Exercise brief -
Please take the records that follow and repeat exactly the lines starting with the line with "if let Some(export_path)" and going on through the line with "let results: Vec<ScenarioResult>".

◆ ◆ ◆

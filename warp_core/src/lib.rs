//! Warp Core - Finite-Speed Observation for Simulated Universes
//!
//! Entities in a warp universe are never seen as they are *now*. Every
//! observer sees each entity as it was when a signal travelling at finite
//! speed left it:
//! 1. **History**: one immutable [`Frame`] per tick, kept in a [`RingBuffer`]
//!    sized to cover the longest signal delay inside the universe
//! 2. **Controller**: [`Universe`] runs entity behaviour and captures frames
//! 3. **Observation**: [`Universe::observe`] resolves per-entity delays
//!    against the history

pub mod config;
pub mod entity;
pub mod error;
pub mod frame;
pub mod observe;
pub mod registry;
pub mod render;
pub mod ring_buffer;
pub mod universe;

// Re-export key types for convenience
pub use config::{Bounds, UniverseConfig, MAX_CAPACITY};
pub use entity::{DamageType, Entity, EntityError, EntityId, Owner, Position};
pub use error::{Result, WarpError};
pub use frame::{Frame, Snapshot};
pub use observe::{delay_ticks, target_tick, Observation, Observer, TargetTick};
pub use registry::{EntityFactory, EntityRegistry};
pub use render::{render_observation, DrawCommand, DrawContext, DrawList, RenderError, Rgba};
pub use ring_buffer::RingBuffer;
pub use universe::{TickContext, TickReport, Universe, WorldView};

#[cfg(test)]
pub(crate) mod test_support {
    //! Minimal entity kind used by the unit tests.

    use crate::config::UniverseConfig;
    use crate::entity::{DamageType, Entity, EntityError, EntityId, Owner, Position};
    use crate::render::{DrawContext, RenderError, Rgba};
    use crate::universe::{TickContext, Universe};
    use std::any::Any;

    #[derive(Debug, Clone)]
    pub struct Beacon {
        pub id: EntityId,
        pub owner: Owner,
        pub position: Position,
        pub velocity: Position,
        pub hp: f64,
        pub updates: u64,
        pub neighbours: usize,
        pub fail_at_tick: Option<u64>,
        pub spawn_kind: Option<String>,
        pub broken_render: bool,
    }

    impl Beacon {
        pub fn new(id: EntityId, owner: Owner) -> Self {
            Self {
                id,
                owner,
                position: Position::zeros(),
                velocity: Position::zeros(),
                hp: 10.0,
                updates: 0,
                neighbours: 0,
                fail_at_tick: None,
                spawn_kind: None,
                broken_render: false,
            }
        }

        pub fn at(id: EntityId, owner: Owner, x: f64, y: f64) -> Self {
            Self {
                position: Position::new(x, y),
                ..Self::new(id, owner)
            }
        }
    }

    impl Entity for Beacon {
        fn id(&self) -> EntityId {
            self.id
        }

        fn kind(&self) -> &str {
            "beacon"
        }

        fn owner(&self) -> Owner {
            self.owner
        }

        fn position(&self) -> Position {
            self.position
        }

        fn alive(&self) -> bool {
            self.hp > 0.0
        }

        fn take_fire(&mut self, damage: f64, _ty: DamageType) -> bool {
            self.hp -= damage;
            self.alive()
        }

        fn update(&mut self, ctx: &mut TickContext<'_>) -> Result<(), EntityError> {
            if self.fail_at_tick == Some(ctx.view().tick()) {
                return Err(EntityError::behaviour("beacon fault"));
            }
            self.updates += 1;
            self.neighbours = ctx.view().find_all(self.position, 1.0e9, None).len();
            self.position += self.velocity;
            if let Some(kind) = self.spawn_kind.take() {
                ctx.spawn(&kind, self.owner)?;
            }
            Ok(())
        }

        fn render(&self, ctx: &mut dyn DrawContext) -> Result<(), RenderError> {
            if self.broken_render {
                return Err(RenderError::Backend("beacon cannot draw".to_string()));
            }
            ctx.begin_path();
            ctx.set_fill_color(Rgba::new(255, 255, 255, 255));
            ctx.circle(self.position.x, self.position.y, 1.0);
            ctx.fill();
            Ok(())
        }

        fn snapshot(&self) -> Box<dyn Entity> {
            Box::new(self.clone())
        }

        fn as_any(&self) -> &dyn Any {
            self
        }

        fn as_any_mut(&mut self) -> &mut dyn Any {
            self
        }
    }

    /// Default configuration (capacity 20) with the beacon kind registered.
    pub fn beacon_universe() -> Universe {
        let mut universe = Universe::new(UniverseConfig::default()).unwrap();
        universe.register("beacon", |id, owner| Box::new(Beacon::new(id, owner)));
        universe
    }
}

◆ ◆ ◆

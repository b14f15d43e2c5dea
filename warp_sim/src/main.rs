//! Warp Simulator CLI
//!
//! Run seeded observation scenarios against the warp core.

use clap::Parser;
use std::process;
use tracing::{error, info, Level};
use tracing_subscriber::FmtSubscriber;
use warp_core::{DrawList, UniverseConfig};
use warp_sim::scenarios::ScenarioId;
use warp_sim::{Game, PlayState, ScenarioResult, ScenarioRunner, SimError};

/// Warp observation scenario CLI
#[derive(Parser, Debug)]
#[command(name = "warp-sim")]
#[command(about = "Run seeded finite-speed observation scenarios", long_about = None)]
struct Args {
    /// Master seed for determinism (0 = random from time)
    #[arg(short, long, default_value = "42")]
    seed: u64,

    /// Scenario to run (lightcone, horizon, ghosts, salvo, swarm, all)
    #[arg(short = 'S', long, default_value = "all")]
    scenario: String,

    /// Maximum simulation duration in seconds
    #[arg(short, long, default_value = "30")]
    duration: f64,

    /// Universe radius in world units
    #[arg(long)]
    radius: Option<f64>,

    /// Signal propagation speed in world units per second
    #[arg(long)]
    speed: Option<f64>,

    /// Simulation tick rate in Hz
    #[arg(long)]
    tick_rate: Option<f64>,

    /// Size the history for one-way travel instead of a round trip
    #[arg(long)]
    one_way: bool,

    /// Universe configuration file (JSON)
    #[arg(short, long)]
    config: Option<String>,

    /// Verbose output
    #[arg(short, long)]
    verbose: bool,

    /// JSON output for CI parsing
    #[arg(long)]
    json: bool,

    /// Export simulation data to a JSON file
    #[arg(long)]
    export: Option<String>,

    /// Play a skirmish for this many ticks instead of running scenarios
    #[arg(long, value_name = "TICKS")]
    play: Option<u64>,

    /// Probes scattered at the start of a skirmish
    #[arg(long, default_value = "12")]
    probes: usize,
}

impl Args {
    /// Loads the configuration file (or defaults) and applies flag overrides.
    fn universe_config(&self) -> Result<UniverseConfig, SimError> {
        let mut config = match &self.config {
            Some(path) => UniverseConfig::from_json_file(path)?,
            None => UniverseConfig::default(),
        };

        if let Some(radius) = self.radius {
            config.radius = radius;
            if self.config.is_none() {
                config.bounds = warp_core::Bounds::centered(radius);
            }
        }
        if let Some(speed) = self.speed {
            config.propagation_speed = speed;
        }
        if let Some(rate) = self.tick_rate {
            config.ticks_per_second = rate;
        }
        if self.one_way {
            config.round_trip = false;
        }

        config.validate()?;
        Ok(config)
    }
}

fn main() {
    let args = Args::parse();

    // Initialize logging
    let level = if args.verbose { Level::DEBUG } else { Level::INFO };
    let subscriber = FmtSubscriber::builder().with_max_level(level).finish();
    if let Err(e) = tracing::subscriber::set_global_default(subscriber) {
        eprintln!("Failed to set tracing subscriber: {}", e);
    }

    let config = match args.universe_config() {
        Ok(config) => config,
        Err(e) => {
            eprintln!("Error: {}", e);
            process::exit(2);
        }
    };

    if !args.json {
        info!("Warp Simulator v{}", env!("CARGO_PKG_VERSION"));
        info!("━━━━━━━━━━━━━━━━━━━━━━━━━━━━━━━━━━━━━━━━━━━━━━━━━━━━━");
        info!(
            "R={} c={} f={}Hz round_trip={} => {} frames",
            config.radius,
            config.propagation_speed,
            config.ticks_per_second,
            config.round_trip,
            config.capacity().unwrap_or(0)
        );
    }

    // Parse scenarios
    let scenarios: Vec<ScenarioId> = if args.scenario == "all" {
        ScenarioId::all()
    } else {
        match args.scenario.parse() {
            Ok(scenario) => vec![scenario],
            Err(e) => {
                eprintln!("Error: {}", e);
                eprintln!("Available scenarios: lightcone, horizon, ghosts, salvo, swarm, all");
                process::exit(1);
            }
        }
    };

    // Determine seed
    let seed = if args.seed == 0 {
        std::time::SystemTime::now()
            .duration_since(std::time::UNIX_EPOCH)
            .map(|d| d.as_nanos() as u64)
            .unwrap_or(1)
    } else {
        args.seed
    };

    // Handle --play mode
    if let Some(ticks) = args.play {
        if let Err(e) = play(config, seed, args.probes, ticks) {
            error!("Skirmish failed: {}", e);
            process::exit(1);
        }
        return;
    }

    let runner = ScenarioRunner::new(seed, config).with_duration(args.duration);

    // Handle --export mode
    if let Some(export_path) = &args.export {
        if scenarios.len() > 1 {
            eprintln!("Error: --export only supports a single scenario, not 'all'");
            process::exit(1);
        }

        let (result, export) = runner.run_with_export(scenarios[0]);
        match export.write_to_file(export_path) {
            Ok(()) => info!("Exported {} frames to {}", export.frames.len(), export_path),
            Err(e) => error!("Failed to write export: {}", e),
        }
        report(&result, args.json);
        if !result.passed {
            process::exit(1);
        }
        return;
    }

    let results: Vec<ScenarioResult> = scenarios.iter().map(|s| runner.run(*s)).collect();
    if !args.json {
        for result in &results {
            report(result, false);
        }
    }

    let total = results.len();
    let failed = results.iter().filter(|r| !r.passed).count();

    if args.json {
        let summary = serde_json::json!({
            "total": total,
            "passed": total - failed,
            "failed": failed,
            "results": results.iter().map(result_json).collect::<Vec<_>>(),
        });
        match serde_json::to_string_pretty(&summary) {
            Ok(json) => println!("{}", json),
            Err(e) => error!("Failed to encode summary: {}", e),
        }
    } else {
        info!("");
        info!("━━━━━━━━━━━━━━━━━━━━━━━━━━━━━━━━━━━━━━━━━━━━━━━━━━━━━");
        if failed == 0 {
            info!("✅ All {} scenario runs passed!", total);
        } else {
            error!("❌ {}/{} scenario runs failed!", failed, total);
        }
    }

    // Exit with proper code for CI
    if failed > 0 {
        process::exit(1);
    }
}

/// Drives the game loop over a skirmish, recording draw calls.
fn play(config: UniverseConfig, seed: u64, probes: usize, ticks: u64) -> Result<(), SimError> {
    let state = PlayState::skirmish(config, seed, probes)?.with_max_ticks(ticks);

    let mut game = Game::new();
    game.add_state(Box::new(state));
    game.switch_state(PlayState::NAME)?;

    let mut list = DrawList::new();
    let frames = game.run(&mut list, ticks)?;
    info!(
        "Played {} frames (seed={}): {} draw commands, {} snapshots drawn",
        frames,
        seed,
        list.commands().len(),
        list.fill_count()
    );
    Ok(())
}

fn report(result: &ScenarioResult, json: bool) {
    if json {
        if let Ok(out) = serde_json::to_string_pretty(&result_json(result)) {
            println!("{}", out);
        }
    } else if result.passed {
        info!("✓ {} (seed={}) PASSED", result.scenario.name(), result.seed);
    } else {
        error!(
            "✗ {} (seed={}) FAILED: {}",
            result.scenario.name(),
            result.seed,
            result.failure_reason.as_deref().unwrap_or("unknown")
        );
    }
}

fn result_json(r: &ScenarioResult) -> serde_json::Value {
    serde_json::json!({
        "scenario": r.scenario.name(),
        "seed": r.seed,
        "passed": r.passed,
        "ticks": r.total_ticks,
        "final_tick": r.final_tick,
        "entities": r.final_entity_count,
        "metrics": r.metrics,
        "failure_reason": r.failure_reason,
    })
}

◆ ◆ ◆

Output for this task -
    if let Some(export_path) = &args.export {
        if scenarios.len() > 1 {
            eprintln!("Error: --export only supports a single scenario, not 'all'");
            process::exit(1);
        }

        let (result, export) = runner.run_with_export(scenarios[0]);
        match export.write_to_file(export_path) {
            Ok(()) => info!("Exported {} frames to {}", export.frames.len(), export_path),
            Err(e) => error!("Failed to write export: {}", e),
        }
        report(&result, args.json);
        if !result.passed {
            process::exit(1);
        }
        return;
    }

    let results: Vec<ScenarioResult> = scenarios.iter().map(|s| runner.run(*s)).collect();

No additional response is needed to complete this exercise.